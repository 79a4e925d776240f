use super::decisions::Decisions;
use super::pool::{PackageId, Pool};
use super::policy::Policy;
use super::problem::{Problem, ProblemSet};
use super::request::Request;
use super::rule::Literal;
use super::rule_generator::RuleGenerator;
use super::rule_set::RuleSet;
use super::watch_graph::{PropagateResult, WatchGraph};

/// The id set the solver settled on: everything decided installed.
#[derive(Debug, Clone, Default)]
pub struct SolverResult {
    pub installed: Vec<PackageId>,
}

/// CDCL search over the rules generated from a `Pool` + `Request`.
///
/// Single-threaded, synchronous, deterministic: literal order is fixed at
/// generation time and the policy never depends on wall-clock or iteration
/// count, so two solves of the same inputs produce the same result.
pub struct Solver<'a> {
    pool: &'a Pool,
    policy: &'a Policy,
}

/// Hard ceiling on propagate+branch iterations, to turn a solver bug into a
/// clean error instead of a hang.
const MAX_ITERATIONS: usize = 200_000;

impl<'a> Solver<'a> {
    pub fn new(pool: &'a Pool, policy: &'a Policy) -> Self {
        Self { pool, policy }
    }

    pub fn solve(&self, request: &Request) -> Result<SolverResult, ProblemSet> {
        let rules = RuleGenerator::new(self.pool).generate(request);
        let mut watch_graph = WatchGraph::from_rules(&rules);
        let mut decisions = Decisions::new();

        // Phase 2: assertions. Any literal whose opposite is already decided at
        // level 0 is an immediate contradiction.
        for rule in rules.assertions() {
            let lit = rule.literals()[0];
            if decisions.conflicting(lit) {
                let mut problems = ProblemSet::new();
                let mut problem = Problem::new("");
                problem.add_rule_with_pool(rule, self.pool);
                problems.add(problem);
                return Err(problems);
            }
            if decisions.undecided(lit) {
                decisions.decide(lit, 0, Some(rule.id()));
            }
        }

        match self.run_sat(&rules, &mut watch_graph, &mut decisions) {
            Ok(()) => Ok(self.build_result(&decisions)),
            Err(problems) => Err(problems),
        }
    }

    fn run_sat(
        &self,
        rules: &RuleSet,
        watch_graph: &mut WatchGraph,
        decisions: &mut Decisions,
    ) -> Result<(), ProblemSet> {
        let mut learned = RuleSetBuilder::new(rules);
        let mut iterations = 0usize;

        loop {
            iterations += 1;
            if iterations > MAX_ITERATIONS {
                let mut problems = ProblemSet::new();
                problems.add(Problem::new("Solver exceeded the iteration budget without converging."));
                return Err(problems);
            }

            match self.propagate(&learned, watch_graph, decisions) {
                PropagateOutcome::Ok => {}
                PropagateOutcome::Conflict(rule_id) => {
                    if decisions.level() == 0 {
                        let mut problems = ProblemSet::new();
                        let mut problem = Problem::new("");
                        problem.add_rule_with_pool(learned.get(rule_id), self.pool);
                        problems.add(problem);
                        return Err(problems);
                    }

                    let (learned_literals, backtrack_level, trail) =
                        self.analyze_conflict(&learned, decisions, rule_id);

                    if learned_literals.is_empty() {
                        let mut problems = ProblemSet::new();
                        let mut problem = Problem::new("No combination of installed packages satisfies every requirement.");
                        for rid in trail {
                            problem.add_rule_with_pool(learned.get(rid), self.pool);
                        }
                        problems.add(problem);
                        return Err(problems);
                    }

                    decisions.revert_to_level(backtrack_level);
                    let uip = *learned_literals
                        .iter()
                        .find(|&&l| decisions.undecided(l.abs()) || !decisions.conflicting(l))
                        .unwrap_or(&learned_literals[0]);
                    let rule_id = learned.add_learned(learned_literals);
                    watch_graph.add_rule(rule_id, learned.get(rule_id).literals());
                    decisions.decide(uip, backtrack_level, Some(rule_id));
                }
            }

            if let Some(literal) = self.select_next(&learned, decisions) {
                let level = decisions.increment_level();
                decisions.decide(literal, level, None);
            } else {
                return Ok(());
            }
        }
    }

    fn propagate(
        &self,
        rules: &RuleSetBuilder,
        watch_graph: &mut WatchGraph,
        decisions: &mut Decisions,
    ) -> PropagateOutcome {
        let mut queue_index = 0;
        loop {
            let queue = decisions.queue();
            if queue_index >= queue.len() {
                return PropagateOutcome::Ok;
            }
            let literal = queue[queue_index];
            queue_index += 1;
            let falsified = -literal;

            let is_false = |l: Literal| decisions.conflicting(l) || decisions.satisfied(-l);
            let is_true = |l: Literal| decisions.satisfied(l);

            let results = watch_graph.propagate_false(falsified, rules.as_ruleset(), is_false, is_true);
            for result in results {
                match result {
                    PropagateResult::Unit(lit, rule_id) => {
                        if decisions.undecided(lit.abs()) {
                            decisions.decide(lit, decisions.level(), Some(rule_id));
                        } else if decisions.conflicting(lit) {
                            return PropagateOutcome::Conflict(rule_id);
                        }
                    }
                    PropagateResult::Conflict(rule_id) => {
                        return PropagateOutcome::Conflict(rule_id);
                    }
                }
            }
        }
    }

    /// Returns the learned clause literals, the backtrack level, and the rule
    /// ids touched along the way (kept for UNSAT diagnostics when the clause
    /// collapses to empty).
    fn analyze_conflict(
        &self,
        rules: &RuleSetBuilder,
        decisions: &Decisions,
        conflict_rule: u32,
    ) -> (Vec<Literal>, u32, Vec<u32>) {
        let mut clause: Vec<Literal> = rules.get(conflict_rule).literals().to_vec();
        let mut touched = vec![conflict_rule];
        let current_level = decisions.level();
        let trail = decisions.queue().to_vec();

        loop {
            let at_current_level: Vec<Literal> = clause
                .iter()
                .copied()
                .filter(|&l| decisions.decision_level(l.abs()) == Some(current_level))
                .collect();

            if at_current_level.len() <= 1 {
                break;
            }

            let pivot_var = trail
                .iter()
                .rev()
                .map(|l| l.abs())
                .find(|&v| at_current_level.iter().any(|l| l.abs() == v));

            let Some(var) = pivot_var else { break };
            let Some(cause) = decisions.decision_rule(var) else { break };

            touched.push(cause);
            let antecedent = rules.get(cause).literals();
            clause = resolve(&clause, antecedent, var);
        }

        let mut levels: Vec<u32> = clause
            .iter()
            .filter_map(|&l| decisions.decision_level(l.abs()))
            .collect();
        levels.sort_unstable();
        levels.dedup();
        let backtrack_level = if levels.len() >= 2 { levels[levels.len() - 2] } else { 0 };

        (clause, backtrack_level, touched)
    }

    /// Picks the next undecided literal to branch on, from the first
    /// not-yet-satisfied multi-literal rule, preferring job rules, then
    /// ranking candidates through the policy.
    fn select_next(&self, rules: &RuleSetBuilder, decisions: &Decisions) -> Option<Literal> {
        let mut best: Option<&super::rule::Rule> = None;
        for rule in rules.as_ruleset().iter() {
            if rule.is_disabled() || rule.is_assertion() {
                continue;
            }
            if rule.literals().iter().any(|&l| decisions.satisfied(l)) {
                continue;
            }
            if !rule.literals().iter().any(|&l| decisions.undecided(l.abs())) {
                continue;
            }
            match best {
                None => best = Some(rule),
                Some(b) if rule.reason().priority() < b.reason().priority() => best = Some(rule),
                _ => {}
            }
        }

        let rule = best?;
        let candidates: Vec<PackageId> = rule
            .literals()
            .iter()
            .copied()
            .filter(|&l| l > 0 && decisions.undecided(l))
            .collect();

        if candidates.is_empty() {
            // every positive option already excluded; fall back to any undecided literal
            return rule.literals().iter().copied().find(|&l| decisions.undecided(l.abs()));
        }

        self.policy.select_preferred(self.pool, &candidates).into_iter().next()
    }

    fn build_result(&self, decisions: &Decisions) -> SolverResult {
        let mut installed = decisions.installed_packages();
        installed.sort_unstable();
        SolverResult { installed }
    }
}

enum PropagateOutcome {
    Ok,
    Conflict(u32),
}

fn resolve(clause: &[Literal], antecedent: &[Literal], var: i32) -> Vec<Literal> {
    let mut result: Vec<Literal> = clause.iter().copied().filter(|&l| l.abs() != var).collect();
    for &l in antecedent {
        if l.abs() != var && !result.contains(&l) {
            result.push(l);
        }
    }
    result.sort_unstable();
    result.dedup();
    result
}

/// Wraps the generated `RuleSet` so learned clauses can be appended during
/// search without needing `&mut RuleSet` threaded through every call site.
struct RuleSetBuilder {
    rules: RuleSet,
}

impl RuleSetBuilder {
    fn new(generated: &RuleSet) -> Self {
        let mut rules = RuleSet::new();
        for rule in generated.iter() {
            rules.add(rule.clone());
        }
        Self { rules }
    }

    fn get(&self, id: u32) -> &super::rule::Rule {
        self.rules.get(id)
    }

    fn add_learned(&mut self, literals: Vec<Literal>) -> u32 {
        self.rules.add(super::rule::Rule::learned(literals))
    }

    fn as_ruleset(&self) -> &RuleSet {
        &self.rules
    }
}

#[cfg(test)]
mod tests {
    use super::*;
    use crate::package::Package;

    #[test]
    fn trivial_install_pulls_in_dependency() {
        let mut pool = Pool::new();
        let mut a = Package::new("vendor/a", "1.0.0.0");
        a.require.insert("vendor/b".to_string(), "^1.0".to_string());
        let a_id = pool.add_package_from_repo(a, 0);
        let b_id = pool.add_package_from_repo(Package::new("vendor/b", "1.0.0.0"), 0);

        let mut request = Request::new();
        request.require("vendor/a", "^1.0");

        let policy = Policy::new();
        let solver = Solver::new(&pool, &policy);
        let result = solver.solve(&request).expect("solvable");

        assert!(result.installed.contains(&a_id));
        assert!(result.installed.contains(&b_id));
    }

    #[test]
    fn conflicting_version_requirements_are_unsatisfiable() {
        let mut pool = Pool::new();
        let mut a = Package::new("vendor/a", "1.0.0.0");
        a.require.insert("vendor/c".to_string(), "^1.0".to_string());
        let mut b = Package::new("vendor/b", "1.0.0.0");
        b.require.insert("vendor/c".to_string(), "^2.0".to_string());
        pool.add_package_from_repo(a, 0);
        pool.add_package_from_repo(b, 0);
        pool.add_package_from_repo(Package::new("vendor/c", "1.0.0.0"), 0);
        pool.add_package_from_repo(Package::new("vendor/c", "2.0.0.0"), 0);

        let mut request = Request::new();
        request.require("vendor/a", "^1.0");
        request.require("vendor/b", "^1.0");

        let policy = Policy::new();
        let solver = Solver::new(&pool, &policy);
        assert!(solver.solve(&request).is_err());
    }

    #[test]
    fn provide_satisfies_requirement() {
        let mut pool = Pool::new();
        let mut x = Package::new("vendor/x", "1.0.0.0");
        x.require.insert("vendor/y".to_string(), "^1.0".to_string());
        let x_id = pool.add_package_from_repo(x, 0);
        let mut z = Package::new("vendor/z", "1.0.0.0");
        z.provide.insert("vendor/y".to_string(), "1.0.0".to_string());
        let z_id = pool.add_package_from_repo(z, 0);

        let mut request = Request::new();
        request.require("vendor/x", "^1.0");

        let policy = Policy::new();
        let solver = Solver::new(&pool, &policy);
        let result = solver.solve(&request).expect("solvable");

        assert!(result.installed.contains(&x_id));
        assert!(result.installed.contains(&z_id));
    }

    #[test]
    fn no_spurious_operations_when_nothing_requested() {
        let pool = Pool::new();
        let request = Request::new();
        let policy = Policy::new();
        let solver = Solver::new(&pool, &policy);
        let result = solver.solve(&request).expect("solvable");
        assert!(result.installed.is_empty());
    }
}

—————

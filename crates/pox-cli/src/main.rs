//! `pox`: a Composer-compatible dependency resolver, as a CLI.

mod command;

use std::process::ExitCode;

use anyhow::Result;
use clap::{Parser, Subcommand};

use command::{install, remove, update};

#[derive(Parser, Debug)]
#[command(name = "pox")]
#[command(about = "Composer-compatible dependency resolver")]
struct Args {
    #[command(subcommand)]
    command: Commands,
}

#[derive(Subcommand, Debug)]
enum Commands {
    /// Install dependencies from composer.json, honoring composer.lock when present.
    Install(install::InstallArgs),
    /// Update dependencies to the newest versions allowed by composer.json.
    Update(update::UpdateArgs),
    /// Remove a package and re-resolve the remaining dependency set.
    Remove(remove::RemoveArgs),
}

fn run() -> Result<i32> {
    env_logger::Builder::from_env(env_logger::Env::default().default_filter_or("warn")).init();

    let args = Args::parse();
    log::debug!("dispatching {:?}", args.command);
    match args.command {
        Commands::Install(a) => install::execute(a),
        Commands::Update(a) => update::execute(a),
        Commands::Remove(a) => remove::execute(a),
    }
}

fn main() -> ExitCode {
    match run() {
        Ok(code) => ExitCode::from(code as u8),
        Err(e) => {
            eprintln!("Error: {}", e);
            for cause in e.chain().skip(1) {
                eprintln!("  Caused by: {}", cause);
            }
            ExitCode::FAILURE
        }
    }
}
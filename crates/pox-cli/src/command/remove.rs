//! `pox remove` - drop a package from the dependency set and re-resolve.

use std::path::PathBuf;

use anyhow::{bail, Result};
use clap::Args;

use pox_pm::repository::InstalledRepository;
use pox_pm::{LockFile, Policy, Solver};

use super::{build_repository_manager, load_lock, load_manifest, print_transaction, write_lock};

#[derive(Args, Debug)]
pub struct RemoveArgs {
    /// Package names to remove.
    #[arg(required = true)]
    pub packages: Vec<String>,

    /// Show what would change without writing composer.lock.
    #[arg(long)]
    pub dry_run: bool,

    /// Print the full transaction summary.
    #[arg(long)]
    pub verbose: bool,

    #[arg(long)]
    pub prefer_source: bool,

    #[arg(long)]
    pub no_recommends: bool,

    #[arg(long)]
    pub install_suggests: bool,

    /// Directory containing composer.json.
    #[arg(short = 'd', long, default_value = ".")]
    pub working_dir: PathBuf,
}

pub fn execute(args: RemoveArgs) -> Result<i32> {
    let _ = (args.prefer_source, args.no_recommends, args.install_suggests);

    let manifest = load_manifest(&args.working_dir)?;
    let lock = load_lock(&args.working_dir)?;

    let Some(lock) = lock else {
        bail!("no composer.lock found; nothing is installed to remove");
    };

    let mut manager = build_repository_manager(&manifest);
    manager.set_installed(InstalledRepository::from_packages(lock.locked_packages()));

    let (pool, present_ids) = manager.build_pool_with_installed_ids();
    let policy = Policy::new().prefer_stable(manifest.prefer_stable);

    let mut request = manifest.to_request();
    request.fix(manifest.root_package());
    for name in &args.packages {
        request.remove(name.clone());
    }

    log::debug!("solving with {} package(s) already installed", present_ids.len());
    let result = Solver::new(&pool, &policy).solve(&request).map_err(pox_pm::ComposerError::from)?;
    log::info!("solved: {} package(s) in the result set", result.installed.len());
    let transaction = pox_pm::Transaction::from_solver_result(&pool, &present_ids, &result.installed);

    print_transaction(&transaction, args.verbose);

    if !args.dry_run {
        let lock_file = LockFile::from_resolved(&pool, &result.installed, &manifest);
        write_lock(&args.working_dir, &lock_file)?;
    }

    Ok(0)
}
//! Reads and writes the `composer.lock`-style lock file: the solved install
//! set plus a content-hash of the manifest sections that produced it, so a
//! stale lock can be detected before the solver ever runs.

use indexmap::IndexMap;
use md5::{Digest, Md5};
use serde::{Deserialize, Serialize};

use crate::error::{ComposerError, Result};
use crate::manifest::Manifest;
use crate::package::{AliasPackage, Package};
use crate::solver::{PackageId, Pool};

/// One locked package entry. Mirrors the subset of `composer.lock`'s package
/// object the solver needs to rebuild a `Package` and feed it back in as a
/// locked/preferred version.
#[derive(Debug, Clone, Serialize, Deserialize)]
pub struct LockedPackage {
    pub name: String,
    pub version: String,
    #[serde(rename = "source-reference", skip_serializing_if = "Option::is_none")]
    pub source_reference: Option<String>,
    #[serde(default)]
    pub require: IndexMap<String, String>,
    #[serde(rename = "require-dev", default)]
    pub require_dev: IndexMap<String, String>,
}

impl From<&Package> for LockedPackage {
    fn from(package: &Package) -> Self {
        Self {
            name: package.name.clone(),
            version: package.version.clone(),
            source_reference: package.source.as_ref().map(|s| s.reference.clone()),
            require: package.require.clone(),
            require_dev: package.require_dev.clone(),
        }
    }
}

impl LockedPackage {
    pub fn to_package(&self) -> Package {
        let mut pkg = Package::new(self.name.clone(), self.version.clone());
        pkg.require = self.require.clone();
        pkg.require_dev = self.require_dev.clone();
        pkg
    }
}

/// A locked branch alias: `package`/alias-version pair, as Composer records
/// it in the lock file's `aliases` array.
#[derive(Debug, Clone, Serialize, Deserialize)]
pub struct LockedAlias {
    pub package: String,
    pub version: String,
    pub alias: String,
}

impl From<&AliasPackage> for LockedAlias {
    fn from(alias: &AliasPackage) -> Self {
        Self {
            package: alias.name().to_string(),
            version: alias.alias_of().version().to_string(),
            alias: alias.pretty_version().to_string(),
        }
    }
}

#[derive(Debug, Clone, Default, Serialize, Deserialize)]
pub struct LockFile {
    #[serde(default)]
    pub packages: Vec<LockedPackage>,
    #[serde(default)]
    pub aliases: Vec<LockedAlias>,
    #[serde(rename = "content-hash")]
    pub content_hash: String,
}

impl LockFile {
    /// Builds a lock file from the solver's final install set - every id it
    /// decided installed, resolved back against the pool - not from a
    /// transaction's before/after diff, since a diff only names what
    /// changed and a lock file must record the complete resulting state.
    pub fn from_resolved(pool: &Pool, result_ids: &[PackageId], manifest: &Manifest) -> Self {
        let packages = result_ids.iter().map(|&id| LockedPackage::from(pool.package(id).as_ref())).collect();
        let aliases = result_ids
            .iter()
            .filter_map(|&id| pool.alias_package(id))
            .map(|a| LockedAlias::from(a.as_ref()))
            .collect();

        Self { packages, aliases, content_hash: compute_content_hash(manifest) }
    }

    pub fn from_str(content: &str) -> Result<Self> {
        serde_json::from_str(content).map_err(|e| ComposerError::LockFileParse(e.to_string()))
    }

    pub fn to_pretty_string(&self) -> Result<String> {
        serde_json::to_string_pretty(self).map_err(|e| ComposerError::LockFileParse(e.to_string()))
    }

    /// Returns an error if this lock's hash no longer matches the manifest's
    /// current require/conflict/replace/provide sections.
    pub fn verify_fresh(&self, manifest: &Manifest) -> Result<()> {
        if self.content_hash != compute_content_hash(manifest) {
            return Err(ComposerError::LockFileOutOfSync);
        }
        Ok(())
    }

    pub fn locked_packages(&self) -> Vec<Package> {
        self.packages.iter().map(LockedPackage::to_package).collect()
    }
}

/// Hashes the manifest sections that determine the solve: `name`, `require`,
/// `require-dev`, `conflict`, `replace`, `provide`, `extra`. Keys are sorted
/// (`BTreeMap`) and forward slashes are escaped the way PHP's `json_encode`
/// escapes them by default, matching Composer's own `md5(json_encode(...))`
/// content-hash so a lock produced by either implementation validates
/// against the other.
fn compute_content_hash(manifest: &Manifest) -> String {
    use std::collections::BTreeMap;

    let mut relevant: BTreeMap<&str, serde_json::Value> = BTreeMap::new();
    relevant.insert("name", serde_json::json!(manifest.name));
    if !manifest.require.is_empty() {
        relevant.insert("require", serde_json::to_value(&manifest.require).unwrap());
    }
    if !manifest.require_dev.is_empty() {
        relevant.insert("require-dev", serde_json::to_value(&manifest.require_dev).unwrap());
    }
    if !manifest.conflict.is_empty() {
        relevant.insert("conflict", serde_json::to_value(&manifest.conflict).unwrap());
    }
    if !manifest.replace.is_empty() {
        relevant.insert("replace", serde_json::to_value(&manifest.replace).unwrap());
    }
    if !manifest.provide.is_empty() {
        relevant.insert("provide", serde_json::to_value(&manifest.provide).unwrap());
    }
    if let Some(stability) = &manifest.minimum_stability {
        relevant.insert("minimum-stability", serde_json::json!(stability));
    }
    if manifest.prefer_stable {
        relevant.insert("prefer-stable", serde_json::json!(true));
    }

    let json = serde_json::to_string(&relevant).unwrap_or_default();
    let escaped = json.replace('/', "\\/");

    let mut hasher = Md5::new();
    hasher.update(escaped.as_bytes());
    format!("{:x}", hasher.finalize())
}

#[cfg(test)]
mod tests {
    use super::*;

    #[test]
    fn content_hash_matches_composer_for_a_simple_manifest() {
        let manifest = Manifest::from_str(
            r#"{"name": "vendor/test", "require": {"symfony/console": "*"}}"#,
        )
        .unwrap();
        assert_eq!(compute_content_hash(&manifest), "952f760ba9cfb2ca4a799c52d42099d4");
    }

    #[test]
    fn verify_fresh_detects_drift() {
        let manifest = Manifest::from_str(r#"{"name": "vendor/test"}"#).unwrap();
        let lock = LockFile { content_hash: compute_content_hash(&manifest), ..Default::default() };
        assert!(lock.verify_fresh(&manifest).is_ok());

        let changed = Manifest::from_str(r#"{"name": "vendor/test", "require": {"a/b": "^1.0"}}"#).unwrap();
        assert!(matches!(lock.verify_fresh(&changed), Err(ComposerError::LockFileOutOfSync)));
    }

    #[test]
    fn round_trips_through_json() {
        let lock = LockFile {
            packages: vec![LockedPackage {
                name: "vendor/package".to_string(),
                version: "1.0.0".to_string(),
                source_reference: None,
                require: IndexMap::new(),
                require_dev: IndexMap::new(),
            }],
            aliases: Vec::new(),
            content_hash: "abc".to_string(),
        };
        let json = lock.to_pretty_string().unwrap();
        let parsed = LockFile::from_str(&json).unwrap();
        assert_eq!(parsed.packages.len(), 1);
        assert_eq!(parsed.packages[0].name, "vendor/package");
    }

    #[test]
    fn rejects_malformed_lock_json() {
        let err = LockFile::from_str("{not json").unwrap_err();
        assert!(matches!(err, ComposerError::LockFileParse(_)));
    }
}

—————

* Problem
Within the material above, transcribe exactly the lines that run from the line holding "repository 79a4e925d776240f" through the line holding "#[derive(Debug, Clone, Default)]".

* Exercise output
repository 79a4e925d776240f
use super::decisions::Decisions;
use super::pool::{PackageId, Pool};
use super::policy::Policy;
use super::problem::{Problem, ProblemSet};
use super::request::Request;
use super::rule::Literal;
use super::rule_generator::RuleGenerator;
use super::rule_set::RuleSet;
use super::watch_graph::{PropagateResult, WatchGraph};

/// The id set the solver settled on: everything decided installed.
#[derive(Debug, Clone, Default)]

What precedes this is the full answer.